### ASSIGNMENT:
Among the entries that follow, find every line with the word "EventRecord" and list it.

****************

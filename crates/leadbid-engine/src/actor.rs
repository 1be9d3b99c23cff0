//! Single-writer actor around the [`Marketplace`].
//!
//! One tokio task owns the marketplace and applies commands one at a time
//! in the order they arrive on its channel. Callers hold a cheap,
//! cloneable [`EngineHandle`] and get each result back over a oneshot.
//! Concurrent callers therefore never observe a half-applied operation,
//! and racing duplicate calls (two `release_escrow`s, say) are simply
//! applied one after the other, the second one failing on the state check.

use leadbid_bidding::AssetRegistry;
use leadbid_settlement::ReleaseReceipt;
use leadbid_types::{
    AccountId, BalanceEntry, Bid, BidOrigin, BidStatus, BuyerPreferences, Commitment, Escrow,
    EscrowId, EventRecord, LeadbidError, Listing, ListingId, ListingParams, Resolution, Result,
    Salt, constants,
};
use rust_decimal::Decimal;
use tokio::sync::{mpsc, oneshot};

use crate::marketplace::{ListingAudit, Marketplace};

type Reply<T> = oneshot::Sender<Result<T>>;

/// Requests understood by the engine task.
enum Command {
    Credit {
        account: AccountId,
        amount: Decimal,
        reply: Reply<()>,
    },
    Withdraw {
        account: AccountId,
        amount: Decimal,
        reply: Reply<()>,
    },
    SetPreferences {
        buyer: AccountId,
        preferences: BuyerPreferences,
        reply: Reply<()>,
    },
    CreateListing {
        seller: AccountId,
        params: ListingParams,
        reply: Reply<ListingId>,
    },
    CommitBid {
        listing_id: ListingId,
        bidder: AccountId,
        commitment: Commitment,
        origin: BidOrigin,
        reply: Reply<Decimal>,
    },
    RevealBid {
        listing_id: ListingId,
        bidder: AccountId,
        amount: Decimal,
        salt: Salt,
        reply: Reply<BidStatus>,
    },
    WithdrawBid {
        listing_id: ListingId,
        bidder: AccountId,
        reply: Reply<Decimal>,
    },
    ResolveAuction {
        listing_id: ListingId,
        reply: Reply<Resolution>,
    },
    BuyNow {
        listing_id: ListingId,
        buyer: AccountId,
        reply: Reply<EscrowId>,
    },
    FundEscrow {
        escrow_id: EscrowId,
        caller: AccountId,
        amount: Decimal,
        reply: Reply<()>,
    },
    ReleaseEscrow {
        escrow_id: EscrowId,
        reply: Reply<ReleaseReceipt>,
    },
    DisputeEscrow {
        escrow_id: EscrowId,
        caller: AccountId,
        reply: Reply<()>,
    },
    RefundEscrow {
        escrow_id: EscrowId,
        caller: AccountId,
        reply: Reply<Decimal>,
    },
    AuditListing {
        listing_id: ListingId,
        reply: Reply<ListingAudit>,
    },
    GetListing {
        listing_id: ListingId,
        reply: Reply<Listing>,
    },
    GetBid {
        listing_id: ListingId,
        bidder: AccountId,
        reply: Reply<Option<Bid>>,
    },
    GetEscrow {
        escrow_id: EscrowId,
        reply: Reply<Escrow>,
    },
    Balance {
        account: AccountId,
        reply: Reply<BalanceEntry>,
    },
    VerifySupply {
        reply: Reply<()>,
    },
    DrainEvents {
        reply: Reply<Vec<EventRecord>>,
    },
}

impl Command {
    /// Apply to the marketplace and answer the caller. A caller that gave
    /// up waiting is ignored.
    fn apply<A: AssetRegistry>(self, market: &mut Marketplace<A>) {
        match self {
            Self::Credit {
                account,
                amount,
                reply,
            } => {
                let _ = reply.send(market.credit(account, amount));
            }
            Self::Withdraw {
                account,
                amount,
                reply,
            } => {
                let _ = reply.send(market.withdraw(account, amount));
            }
            Self::SetPreferences {
                buyer,
                preferences,
                reply,
            } => {
                market.set_preferences(buyer, preferences);
                let _ = reply.send(Ok(()));
            }
            Self::CreateListing {
                seller,
                params,
                reply,
            } => {
                let _ = reply.send(market.create_listing(seller, params));
            }
            Self::CommitBid {
                listing_id,
                bidder,
                commitment,
                origin,
                reply,
            } => {
                let _ = reply.send(market.commit_bid(listing_id, bidder, commitment, origin));
            }
            Self::RevealBid {
                listing_id,
                bidder,
                amount,
                salt,
                reply,
            } => {
                let _ = reply.send(market.reveal_bid(listing_id, bidder, amount, &salt));
            }
            Self::WithdrawBid {
                listing_id,
                bidder,
                reply,
            } => {
                let _ = reply.send(market.withdraw_bid(listing_id, bidder));
            }
            Self::ResolveAuction { listing_id, reply } => {
                let _ = reply.send(market.resolve_auction(listing_id));
            }
            Self::BuyNow {
                listing_id,
                buyer,
                reply,
            } => {
                let _ = reply.send(market.buy_now(listing_id, buyer));
            }
            Self::FundEscrow {
                escrow_id,
                caller,
                amount,
                reply,
            } => {
                let _ = reply.send(market.fund_escrow(escrow_id, caller, amount));
            }
            Self::ReleaseEscrow { escrow_id, reply } => {
                let _ = reply.send(market.release_escrow(escrow_id));
            }
            Self::DisputeEscrow {
                escrow_id,
                caller,
                reply,
            } => {
                let _ = reply.send(market.dispute_escrow(escrow_id, caller));
            }
            Self::RefundEscrow {
                escrow_id,
                caller,
                reply,
            } => {
                let _ = reply.send(market.refund_escrow(escrow_id, caller));
            }
            Self::AuditListing { listing_id, reply } => {
                let _ = reply.send(market.audit_listing(listing_id));
            }
            Self::GetListing { listing_id, reply } => {
                let _ = reply.send(market.listing(listing_id));
            }
            Self::GetBid {
                listing_id,
                bidder,
                reply,
            } => {
                let _ = reply.send(Ok(market.bid(listing_id, bidder)));
            }
            Self::GetEscrow { escrow_id, reply } => {
                let _ = reply.send(market.escrow(escrow_id));
            }
            Self::Balance { account, reply } => {
                let _ = reply.send(Ok(market.balance(account)));
            }
            Self::VerifySupply { reply } => {
                let _ = reply.send(market.verify_supply());
            }
            Self::DrainEvents { reply } => {
                let _ = reply.send(Ok(market.drain_events()));
            }
        }
    }
}

/// Cloneable handle to the engine task.
#[derive(Clone)]
pub struct EngineHandle {
    tx: mpsc::Sender<Command>,
}

impl EngineHandle {
    /// Move the marketplace onto its own task with the default command
    /// buffer.
    #[must_use]
    pub fn spawn<A>(market: Marketplace<A>) -> Self
    where
        A: AssetRegistry + 'static,
    {
        Self::spawn_with_buffer(market, constants::DEFAULT_COMMAND_BUFFER)
    }

    /// Move the marketplace onto its own task. The task stops once every
    /// handle is dropped.
    #[must_use]
    pub fn spawn_with_buffer<A>(mut market: Marketplace<A>, buffer: usize) -> Self
    where
        A: AssetRegistry + 'static,
    {
        let (tx, mut rx) = mpsc::channel::<Command>(buffer.max(1));
        tokio::spawn(async move {
            tracing::info!(
                engine = constants::ENGINE_NAME,
                version = constants::VERSION,
                "Engine task started"
            );
            while let Some(command) = rx.recv().await {
                command.apply(&mut market);
            }
            tracing::info!("Engine task stopped");
        });
        Self { tx }
    }

    async fn request<T>(&self, make: impl FnOnce(Reply<T>) -> Command) -> Result<T> {
        let (reply, rx) = oneshot::channel();
        self.tx
            .send(make(reply))
            .await
            .map_err(|_| LeadbidError::EngineUnavailable)?;
        rx.await.map_err(|_| LeadbidError::EngineUnavailable)?
    }

    /// # Errors
    /// See [`Marketplace::credit`]; `EngineUnavailable` if the task is gone.
    pub async fn credit(&self, account: AccountId, amount: Decimal) -> Result<()> {
        self.request(|reply| Command::Credit {
            account,
            amount,
            reply,
        })
        .await
    }

    /// # Errors
    /// See [`Marketplace::withdraw`].
    pub async fn withdraw(&self, account: AccountId, amount: Decimal) -> Result<()> {
        self.request(|reply| Command::Withdraw {
            account,
            amount,
            reply,
        })
        .await
    }

    /// # Errors
    /// `EngineUnavailable` if the task is gone.
    pub async fn set_preferences(&self, buyer: AccountId, preferences: BuyerPreferences) -> Result<()> {
        self.request(|reply| Command::SetPreferences {
            buyer,
            preferences,
            reply,
        })
        .await
    }

    /// # Errors
    /// See [`Marketplace::create_listing`].
    pub async fn create_listing(&self, seller: AccountId, params: ListingParams) -> Result<ListingId> {
        self.request(|reply| Command::CreateListing {
            seller,
            params,
            reply,
        })
        .await
    }

    /// # Errors
    /// See [`Marketplace::commit_bid`].
    pub async fn commit_bid(
        &self,
        listing_id: ListingId,
        bidder: AccountId,
        commitment: Commitment,
        origin: BidOrigin,
    ) -> Result<Decimal> {
        self.request(|reply| Command::CommitBid {
            listing_id,
            bidder,
            commitment,
            origin,
            reply,
        })
        .await
    }

    /// # Errors
    /// See [`Marketplace::reveal_bid`].
    pub async fn reveal_bid(
        &self,
        listing_id: ListingId,
        bidder: AccountId,
        amount: Decimal,
        salt: Salt,
    ) -> Result<BidStatus> {
        self.request(|reply| Command::RevealBid {
            listing_id,
            bidder,
            amount,
            salt,
            reply,
        })
        .await
    }

    /// # Errors
    /// See [`Marketplace::withdraw_bid`].
    pub async fn withdraw_bid(&self, listing_id: ListingId, bidder: AccountId) -> Result<Decimal> {
        self.request(|reply| Command::WithdrawBid {
            listing_id,
            bidder,
            reply,
        })
        .await
    }

    /// # Errors
    /// See [`Marketplace::resolve_auction`].
    pub async fn resolve_auction(&self, listing_id: ListingId) -> Result<Resolution> {
        self.request(|reply| Command::ResolveAuction { listing_id, reply })
            .await
    }

    /// # Errors
    /// See [`Marketplace::buy_now`].
    pub async fn buy_now(&self, listing_id: ListingId, buyer: AccountId) -> Result<EscrowId> {
        self.request(|reply| Command::BuyNow {
            listing_id,
            buyer,
            reply,
        })
        .await
    }

    /// # Errors
    /// See [`Marketplace::fund_escrow`].
    pub async fn fund_escrow(&self, escrow_id: EscrowId, caller: AccountId, amount: Decimal) -> Result<()> {
        self.request(|reply| Command::FundEscrow {
            escrow_id,
            caller,
            amount,
            reply,
        })
        .await
    }

    /// # Errors
    /// See [`Marketplace::release_escrow`].
    pub async fn release_escrow(&self, escrow_id: EscrowId) -> Result<ReleaseReceipt> {
        self.request(|reply| Command::ReleaseEscrow { escrow_id, reply })
            .await
    }

    /// # Errors
    /// See [`Marketplace::dispute_escrow`].
    pub async fn dispute_escrow(&self, escrow_id: EscrowId, caller: AccountId) -> Result<()> {
        self.request(|reply| Command::DisputeEscrow {
            escrow_id,
            caller,
            reply,
        })
        .await
    }

    /// # Errors
    /// See [`Marketplace::refund_escrow`].
    pub async fn refund_escrow(&self, escrow_id: EscrowId, caller: AccountId) -> Result<Decimal> {
        self.request(|reply| Command::RefundEscrow {
            escrow_id,
            caller,
            reply,
        })
        .await
    }

    /// # Errors
    /// See [`Marketplace::audit_listing`].
    pub async fn audit_listing(&self, listing_id: ListingId) -> Result<ListingAudit> {
        self.request(|reply| Command::AuditListing { listing_id, reply })
            .await
    }

    /// # Errors
    /// `ListingNotFound`, or `EngineUnavailable`.
    pub async fn listing(&self, listing_id: ListingId) -> Result<Listing> {
        self.request(|reply| Command::GetListing { listing_id, reply })
            .await
    }

    /// # Errors
    /// `EngineUnavailable` if the task is gone.
    pub async fn bid(&self, listing_id: ListingId, bidder: AccountId) -> Result<Option<Bid>> {
        self.request(|reply| Command::GetBid {
            listing_id,
            bidder,
            reply,
        })
        .await
    }

    /// # Errors
    /// `EscrowNotFound`, or `EngineUnavailable`.
    pub async fn escrow(&self, escrow_id: EscrowId) -> Result<Escrow> {
        self.request(|reply| Command::GetEscrow { escrow_id, reply })
            .await
    }

    /// # Errors
    /// `EngineUnavailable` if the task is gone.
    pub async fn balance(&self, account: AccountId) -> Result<BalanceEntry> {
        self.request(|reply| Command::Balance { account, reply })
            .await
    }

    /// # Errors
    /// `SupplyInvariantViolation`, or `EngineUnavailable`.
    pub async fn verify_supply(&self) -> Result<()> {
        self.request(|reply| Command::VerifySupply { reply }).await
    }

    /// # Errors
    /// `EngineUnavailable` if the task is gone.
    pub async fn drain_events(&self) -> Result<Vec<EventRecord>> {
        self.request(|reply| Command::DrainEvents { reply }).await
    }
}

****************

### TASK SOLUTION:
    EscrowId, EventRecord, LeadbidError, Listing, ListingId, ListingParams, Resolution, Result,
        reply: Reply<Vec<EventRecord>>,
    pub async fn drain_events(&self) -> Result<Vec<EventRecord>> {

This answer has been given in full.